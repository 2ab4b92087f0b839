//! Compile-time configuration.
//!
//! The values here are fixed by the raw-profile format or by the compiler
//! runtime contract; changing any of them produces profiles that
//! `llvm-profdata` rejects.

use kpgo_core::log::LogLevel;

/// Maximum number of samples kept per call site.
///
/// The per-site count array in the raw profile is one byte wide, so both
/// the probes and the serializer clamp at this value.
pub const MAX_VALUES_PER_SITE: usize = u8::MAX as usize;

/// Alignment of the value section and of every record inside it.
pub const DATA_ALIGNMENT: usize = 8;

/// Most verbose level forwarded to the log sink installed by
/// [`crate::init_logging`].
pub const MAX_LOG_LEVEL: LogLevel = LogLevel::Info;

####

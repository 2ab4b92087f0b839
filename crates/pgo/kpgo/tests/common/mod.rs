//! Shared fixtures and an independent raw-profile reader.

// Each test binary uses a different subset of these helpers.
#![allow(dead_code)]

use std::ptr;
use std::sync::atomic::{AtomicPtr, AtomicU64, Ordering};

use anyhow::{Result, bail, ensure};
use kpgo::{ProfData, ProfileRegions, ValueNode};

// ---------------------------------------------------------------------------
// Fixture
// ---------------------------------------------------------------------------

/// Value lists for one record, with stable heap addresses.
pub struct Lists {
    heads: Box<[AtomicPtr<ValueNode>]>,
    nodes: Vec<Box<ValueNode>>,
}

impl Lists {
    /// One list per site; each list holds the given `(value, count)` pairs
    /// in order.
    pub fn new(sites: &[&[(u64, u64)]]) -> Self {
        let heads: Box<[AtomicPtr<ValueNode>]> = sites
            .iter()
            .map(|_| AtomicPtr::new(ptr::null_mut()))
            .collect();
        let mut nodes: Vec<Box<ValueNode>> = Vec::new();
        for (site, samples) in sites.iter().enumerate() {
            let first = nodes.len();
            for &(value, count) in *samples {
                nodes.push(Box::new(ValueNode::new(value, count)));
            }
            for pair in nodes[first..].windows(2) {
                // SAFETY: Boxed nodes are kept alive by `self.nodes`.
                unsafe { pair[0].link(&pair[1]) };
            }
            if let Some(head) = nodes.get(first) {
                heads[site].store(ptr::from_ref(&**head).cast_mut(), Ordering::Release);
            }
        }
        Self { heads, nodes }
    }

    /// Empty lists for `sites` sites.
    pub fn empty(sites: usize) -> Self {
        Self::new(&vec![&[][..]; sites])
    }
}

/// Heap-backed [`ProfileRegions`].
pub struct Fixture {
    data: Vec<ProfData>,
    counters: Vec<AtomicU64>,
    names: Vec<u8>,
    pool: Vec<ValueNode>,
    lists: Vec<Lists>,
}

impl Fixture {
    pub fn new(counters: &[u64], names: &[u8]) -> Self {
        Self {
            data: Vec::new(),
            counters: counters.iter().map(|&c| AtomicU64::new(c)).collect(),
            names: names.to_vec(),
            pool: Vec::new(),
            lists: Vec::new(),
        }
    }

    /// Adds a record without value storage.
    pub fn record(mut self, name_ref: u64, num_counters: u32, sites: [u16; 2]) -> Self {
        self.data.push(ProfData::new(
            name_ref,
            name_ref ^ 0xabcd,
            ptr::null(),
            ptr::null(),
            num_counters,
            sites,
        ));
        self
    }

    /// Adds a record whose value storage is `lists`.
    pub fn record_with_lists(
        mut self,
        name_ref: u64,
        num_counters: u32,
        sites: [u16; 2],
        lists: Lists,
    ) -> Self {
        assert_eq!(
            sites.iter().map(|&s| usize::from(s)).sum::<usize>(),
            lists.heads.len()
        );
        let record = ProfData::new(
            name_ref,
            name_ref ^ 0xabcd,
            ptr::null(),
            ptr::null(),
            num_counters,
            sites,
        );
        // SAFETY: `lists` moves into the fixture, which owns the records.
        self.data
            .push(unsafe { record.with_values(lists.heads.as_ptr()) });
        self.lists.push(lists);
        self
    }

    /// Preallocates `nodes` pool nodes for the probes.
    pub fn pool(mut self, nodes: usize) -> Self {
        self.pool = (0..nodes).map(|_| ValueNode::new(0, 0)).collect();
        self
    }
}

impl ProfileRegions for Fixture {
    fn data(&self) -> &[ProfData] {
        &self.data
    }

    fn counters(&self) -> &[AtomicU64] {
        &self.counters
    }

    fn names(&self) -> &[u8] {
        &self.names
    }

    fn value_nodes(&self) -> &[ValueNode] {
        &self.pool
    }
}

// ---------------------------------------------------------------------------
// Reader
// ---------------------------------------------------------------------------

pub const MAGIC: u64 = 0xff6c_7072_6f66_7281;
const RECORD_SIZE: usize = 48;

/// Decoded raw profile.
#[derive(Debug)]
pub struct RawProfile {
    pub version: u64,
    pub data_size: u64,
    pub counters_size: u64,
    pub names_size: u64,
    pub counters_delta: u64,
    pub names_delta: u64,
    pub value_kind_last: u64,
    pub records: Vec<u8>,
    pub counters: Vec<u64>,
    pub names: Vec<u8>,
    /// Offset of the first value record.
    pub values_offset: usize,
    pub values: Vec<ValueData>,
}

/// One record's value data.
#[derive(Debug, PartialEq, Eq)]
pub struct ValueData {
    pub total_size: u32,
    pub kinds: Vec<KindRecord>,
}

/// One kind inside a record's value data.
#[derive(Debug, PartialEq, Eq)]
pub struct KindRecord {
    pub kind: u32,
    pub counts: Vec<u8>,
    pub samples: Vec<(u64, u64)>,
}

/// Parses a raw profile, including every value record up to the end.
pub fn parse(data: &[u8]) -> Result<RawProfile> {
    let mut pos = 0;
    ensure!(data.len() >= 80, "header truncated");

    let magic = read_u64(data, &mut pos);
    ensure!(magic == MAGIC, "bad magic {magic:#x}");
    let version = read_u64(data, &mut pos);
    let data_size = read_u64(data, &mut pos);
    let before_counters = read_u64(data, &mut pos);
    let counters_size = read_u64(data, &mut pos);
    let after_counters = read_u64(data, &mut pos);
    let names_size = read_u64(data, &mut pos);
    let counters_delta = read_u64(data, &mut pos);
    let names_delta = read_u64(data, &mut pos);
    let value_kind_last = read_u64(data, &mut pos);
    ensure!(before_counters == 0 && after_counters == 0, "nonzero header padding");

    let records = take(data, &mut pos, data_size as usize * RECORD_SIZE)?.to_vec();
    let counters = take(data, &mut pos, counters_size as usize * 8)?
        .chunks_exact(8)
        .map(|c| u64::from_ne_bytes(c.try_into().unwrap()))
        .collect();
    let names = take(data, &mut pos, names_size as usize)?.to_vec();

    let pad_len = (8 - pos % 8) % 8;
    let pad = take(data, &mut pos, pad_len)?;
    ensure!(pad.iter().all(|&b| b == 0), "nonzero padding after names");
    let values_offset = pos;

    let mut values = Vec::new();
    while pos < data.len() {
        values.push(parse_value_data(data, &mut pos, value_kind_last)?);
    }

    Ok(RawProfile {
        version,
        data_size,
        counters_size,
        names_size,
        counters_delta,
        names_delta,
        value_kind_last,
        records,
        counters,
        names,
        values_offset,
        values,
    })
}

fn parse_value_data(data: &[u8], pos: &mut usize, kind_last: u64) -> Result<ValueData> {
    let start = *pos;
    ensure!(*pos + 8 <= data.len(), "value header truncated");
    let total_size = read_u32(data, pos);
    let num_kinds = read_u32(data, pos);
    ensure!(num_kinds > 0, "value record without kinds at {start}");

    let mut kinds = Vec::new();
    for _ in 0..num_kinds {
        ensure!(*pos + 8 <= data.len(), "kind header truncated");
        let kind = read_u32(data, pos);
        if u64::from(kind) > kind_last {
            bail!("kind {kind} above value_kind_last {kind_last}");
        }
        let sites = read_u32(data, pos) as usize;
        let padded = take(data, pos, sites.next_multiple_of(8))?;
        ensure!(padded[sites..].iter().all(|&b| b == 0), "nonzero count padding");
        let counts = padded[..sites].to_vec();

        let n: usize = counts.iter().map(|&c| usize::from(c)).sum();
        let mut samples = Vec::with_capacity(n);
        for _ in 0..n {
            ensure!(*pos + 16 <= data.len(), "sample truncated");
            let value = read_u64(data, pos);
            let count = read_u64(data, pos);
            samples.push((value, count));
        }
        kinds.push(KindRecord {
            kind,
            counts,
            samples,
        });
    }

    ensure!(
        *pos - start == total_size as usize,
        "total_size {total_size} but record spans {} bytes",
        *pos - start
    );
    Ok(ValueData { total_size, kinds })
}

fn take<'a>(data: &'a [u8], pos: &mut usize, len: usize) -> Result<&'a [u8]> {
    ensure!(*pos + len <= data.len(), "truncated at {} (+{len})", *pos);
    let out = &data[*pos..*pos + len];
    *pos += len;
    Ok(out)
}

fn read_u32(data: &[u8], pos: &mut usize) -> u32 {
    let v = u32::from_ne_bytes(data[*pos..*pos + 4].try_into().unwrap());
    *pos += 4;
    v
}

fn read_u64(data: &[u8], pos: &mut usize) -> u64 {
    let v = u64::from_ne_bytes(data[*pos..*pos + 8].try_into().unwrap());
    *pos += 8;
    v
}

####

**About this task:**
Please copy the lines in the records above between the one holding "pub struct Fixture" and the one holding "pub struct RawProfile", inclusive, exactly and with no other line.

**Solution to the exercise:**
pub struct Fixture {
    data: Vec<ProfData>,
    counters: Vec<AtomicU64>,
    names: Vec<u8>,
    pool: Vec<ValueNode>,
    lists: Vec<Lists>,
}

impl Fixture {
    pub fn new(counters: &[u64], names: &[u8]) -> Self {
        Self {
            data: Vec::new(),
            counters: counters.iter().map(|&c| AtomicU64::new(c)).collect(),
            names: names.to_vec(),
            pool: Vec::new(),
            lists: Vec::new(),
        }
    }

    /// Adds a record without value storage.
    pub fn record(mut self, name_ref: u64, num_counters: u32, sites: [u16; 2]) -> Self {
        self.data.push(ProfData::new(
            name_ref,
            name_ref ^ 0xabcd,
            ptr::null(),
            ptr::null(),
            num_counters,
            sites,
        ));
        self
    }

    /// Adds a record whose value storage is `lists`.
    pub fn record_with_lists(
        mut self,
        name_ref: u64,
        num_counters: u32,
        sites: [u16; 2],
        lists: Lists,
    ) -> Self {
        assert_eq!(
            sites.iter().map(|&s| usize::from(s)).sum::<usize>(),
            lists.heads.len()
        );
        let record = ProfData::new(
            name_ref,
            name_ref ^ 0xabcd,
            ptr::null(),
            ptr::null(),
            num_counters,
            sites,
        );
        // SAFETY: `lists` moves into the fixture, which owns the records.
        self.data
            .push(unsafe { record.with_values(lists.heads.as_ptr()) });
        self.lists.push(lists);
        self
    }

    /// Preallocates `nodes` pool nodes for the probes.
    pub fn pool(mut self, nodes: usize) -> Self {
        self.pool = (0..nodes).map(|_| ValueNode::new(0, 0)).collect();
        self
    }
}

impl ProfileRegions for Fixture {
    fn data(&self) -> &[ProfData] {
        &self.data
    }

    fn counters(&self) -> &[AtomicU64] {
        &self.counters
    }

    fn names(&self) -> &[u8] {
        &self.names
    }

    fn value_nodes(&self) -> &[ValueNode] {
        &self.pool
    }
}

// ---------------------------------------------------------------------------
// Reader
// ---------------------------------------------------------------------------

pub const MAGIC: u64 = 0xff6c_7072_6f66_7281;
const RECORD_SIZE: usize = 48;

/// Decoded raw profile.
#[derive(Debug)]
pub struct RawProfile {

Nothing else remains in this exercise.